§ Task goal: Beneath this instruction is a listing; print exactly the lines in it starting at the line that contains "use tracing::info;" and going through the line that contains "let exe = resolve_daemon_executable(settings);".

§ Exercise input:
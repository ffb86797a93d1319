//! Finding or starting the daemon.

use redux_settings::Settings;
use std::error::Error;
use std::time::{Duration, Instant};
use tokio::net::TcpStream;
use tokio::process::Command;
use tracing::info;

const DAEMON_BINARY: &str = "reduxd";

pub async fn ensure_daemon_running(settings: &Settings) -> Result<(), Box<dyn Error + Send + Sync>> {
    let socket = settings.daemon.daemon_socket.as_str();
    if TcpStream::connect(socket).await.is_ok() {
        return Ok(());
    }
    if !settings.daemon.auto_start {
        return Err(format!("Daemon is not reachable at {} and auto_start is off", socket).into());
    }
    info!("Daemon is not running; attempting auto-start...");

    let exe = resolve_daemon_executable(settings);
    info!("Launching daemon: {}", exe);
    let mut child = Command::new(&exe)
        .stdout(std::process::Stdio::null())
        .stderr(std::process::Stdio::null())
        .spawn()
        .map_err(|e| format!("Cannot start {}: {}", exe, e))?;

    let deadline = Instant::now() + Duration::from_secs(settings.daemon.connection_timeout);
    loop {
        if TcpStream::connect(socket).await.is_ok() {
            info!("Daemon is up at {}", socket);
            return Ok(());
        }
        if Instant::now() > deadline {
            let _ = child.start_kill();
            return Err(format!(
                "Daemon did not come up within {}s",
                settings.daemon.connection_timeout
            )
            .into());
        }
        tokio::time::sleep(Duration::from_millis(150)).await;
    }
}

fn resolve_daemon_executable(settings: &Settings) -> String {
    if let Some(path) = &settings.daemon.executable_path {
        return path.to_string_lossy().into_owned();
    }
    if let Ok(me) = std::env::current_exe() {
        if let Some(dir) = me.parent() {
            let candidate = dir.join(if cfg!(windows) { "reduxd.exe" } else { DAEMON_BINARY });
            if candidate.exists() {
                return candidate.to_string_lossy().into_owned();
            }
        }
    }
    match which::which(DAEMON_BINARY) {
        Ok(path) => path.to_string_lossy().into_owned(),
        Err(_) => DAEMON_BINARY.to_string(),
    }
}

==

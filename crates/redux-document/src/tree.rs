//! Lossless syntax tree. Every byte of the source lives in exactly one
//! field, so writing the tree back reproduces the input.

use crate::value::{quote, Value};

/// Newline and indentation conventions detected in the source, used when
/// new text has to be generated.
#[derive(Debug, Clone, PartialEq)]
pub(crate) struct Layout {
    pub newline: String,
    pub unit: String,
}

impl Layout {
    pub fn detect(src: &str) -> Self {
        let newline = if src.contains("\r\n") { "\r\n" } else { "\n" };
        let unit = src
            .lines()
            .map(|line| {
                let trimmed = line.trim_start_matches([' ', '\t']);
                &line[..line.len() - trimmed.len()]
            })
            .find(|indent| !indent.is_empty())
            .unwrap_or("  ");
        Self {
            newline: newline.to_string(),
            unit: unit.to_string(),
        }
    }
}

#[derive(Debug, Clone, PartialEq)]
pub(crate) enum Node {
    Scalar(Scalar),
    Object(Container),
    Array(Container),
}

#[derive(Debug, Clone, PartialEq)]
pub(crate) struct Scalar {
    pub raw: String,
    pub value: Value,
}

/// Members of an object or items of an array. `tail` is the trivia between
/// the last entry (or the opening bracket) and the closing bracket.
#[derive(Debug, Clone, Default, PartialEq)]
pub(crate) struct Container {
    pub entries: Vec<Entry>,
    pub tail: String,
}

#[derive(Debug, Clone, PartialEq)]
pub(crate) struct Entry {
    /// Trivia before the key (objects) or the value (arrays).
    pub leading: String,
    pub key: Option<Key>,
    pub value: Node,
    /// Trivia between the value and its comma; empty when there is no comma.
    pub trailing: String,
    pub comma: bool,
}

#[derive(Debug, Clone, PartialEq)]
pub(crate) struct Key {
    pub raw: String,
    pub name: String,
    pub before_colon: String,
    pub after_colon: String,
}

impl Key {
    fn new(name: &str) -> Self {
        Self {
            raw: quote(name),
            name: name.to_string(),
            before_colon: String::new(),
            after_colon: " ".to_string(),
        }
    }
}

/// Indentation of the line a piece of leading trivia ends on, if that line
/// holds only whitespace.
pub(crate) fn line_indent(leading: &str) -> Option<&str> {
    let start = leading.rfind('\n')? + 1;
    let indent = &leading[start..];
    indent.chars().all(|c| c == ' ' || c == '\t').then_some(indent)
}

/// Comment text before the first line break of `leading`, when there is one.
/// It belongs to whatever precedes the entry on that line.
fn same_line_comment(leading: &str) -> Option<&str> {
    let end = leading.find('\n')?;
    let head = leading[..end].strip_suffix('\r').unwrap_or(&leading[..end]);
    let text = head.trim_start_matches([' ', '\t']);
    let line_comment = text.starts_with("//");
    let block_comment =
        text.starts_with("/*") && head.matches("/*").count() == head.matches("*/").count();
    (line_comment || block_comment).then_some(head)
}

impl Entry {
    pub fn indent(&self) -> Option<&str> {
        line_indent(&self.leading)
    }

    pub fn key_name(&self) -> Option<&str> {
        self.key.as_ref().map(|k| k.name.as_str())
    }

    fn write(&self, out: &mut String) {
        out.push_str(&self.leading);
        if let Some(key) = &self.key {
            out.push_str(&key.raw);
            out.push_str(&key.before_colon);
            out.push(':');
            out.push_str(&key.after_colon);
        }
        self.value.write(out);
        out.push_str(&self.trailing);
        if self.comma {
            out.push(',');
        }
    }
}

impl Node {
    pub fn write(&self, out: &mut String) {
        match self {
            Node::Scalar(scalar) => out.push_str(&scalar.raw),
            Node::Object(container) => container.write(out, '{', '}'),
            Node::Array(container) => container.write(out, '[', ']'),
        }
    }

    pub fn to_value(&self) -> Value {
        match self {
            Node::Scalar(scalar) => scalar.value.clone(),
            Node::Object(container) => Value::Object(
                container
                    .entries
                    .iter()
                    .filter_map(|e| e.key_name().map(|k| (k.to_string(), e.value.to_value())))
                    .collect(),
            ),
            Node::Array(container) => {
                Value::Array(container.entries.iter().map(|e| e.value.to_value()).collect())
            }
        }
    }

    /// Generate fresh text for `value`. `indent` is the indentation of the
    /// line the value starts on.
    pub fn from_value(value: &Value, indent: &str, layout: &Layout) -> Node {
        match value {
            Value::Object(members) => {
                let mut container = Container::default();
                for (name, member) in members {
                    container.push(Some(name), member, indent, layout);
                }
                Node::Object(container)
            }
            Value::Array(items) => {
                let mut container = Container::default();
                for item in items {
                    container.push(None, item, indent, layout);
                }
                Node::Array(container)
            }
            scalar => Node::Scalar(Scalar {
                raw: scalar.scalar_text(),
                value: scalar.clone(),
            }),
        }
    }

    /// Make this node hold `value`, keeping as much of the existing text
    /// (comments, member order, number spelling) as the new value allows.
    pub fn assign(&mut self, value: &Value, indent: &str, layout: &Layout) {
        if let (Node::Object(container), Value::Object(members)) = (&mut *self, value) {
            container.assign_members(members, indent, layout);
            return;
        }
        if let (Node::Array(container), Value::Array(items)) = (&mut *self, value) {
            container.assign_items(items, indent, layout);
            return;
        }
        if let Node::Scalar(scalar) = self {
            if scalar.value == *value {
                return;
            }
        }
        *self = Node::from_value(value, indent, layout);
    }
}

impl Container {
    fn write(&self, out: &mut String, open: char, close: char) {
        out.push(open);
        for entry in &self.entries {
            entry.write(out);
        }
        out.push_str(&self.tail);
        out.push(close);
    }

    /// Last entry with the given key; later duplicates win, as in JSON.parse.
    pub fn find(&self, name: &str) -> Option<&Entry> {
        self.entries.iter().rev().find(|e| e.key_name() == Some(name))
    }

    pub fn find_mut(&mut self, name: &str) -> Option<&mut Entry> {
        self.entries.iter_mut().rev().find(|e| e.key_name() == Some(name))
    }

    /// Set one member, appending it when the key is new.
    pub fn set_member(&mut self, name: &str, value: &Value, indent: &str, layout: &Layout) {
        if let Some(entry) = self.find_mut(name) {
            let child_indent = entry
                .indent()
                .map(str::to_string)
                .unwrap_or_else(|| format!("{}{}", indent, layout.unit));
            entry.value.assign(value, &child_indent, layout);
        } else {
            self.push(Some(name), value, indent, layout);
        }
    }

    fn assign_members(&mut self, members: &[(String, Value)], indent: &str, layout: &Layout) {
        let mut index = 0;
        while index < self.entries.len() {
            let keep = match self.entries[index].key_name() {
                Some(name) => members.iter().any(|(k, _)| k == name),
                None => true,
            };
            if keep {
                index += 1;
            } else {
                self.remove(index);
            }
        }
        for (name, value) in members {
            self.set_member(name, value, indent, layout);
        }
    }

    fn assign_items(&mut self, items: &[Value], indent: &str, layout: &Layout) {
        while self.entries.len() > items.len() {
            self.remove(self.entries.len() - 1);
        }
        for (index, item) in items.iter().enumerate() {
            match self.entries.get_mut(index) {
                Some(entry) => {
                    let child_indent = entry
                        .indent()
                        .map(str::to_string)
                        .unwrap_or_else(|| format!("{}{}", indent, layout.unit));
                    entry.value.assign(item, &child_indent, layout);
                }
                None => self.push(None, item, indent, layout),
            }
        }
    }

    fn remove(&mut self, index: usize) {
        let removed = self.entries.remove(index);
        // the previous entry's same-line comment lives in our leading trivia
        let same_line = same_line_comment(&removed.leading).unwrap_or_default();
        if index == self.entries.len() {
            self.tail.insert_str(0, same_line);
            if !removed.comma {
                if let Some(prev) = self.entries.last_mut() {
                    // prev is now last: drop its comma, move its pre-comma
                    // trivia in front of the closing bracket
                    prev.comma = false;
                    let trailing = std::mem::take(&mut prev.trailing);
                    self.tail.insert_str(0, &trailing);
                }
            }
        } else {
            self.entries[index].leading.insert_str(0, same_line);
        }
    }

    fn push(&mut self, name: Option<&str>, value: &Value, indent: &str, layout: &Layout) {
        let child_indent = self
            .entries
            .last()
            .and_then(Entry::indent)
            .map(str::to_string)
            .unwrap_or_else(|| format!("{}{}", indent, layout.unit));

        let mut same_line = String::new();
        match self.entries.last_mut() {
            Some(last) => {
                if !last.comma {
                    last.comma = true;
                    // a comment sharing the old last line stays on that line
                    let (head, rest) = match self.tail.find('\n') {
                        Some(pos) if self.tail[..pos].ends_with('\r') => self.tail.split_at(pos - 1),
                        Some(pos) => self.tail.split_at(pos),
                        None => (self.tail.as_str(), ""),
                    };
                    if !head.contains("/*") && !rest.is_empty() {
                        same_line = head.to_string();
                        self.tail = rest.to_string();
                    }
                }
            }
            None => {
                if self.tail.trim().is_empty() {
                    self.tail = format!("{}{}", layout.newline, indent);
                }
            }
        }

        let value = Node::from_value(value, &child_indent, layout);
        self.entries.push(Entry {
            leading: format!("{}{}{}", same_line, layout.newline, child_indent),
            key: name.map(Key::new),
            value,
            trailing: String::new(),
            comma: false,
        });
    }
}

--

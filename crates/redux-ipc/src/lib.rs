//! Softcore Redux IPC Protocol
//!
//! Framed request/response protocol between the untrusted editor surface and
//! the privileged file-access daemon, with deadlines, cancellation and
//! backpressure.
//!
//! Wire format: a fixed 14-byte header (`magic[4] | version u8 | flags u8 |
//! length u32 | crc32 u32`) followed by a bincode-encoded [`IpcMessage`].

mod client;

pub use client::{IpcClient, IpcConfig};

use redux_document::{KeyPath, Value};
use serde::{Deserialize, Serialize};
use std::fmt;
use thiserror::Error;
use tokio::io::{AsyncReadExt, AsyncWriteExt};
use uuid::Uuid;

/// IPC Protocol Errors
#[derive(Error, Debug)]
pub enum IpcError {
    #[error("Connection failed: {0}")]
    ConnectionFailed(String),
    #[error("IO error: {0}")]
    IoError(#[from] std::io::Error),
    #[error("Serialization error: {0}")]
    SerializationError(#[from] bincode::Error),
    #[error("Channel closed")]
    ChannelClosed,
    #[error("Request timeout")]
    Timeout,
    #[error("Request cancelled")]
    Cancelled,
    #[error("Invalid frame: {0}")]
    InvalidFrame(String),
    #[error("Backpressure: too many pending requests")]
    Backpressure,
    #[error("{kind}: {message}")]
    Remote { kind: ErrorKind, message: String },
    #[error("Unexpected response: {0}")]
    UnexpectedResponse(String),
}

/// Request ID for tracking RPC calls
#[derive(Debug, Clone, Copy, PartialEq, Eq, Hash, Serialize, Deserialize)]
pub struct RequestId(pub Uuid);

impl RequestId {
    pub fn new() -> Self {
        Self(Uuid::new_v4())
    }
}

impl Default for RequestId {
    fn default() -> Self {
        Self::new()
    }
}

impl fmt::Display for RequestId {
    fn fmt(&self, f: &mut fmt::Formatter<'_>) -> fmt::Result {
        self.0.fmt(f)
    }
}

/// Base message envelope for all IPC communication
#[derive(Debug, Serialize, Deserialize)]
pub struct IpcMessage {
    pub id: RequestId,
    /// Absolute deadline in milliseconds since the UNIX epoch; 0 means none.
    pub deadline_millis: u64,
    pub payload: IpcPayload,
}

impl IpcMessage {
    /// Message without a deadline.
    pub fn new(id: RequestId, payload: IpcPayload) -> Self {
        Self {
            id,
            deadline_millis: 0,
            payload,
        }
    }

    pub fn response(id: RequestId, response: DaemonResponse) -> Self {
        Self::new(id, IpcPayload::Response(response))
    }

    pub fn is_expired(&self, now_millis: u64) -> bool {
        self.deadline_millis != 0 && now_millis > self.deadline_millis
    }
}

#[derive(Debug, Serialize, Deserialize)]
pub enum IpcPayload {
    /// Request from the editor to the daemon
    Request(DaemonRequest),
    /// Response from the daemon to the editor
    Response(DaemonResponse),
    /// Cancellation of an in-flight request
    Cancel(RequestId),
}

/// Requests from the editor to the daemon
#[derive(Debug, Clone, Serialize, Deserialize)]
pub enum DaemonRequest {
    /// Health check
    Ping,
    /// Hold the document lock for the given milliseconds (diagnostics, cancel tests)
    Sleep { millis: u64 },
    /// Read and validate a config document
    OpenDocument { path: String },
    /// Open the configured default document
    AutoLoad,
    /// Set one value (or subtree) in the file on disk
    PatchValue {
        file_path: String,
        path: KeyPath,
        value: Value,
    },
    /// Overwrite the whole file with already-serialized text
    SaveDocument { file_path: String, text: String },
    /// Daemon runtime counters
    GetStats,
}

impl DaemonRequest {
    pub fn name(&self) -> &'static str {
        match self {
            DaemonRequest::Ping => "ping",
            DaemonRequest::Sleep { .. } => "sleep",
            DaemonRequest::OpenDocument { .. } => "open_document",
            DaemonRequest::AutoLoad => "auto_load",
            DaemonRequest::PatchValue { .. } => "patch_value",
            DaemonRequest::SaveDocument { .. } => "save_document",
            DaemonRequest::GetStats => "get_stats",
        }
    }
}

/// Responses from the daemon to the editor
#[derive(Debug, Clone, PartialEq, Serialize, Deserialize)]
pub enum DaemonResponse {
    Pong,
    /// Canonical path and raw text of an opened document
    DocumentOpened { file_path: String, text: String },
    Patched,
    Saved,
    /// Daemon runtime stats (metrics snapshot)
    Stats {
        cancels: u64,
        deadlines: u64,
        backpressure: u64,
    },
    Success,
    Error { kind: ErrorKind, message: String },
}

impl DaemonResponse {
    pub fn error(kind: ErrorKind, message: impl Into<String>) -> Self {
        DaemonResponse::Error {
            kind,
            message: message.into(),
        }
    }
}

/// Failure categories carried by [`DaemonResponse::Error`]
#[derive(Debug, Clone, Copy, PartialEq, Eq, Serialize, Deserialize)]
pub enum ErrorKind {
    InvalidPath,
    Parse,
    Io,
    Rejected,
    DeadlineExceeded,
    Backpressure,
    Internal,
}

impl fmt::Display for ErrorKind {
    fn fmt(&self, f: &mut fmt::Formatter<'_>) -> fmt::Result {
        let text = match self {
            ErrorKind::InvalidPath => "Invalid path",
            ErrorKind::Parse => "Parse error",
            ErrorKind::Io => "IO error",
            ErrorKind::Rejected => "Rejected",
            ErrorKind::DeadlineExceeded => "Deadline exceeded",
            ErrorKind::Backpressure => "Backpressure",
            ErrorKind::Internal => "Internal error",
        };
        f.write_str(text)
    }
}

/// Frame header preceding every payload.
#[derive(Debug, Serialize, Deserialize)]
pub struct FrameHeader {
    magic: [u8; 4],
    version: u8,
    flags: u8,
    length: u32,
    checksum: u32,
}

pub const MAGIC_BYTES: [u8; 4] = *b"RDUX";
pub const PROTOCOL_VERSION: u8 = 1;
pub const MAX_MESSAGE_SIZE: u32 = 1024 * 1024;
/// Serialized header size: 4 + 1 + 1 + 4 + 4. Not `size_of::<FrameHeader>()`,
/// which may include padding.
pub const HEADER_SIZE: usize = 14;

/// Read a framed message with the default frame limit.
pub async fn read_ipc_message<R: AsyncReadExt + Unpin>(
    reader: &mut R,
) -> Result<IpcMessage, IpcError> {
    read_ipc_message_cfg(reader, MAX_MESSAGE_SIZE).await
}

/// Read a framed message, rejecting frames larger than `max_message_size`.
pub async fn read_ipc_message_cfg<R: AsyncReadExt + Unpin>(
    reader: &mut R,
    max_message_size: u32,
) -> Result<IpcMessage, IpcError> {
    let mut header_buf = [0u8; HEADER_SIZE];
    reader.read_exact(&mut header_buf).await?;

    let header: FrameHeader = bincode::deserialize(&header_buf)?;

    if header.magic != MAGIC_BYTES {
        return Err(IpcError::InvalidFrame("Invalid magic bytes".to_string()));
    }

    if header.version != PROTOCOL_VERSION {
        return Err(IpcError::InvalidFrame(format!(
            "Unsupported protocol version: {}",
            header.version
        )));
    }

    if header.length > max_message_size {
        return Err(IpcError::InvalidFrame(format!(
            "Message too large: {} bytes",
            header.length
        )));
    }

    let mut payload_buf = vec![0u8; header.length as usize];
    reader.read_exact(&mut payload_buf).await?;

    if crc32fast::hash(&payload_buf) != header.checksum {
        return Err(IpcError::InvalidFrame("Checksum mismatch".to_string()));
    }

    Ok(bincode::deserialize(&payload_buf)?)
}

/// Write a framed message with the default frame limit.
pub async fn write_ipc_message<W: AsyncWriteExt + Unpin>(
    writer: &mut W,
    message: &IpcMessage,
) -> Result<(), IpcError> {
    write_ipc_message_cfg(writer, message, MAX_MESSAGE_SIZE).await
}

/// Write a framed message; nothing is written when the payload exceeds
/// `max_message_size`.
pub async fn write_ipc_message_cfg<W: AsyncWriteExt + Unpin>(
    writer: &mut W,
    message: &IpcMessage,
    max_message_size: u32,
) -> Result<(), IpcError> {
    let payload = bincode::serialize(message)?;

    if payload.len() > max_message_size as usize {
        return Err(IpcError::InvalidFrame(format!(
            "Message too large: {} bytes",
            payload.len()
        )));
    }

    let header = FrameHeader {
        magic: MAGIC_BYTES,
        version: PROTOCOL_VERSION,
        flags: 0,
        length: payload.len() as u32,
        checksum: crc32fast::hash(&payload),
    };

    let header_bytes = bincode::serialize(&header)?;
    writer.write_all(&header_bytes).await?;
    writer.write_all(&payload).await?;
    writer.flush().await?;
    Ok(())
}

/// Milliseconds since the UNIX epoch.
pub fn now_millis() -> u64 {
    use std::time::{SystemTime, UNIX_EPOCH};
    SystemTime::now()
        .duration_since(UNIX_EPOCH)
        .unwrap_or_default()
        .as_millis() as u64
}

§ Result:
use tracing::info;

const DAEMON_BINARY: &str = "reduxd";

pub async fn ensure_daemon_running(settings: &Settings) -> Result<(), Box<dyn Error + Send + Sync>> {
    let socket = settings.daemon.daemon_socket.as_str();
    if TcpStream::connect(socket).await.is_ok() {
        return Ok(());
    }
    if !settings.daemon.auto_start {
        return Err(format!("Daemon is not reachable at {} and auto_start is off", socket).into());
    }
    info!("Daemon is not running; attempting auto-start...");

    let exe = resolve_daemon_executable(settings);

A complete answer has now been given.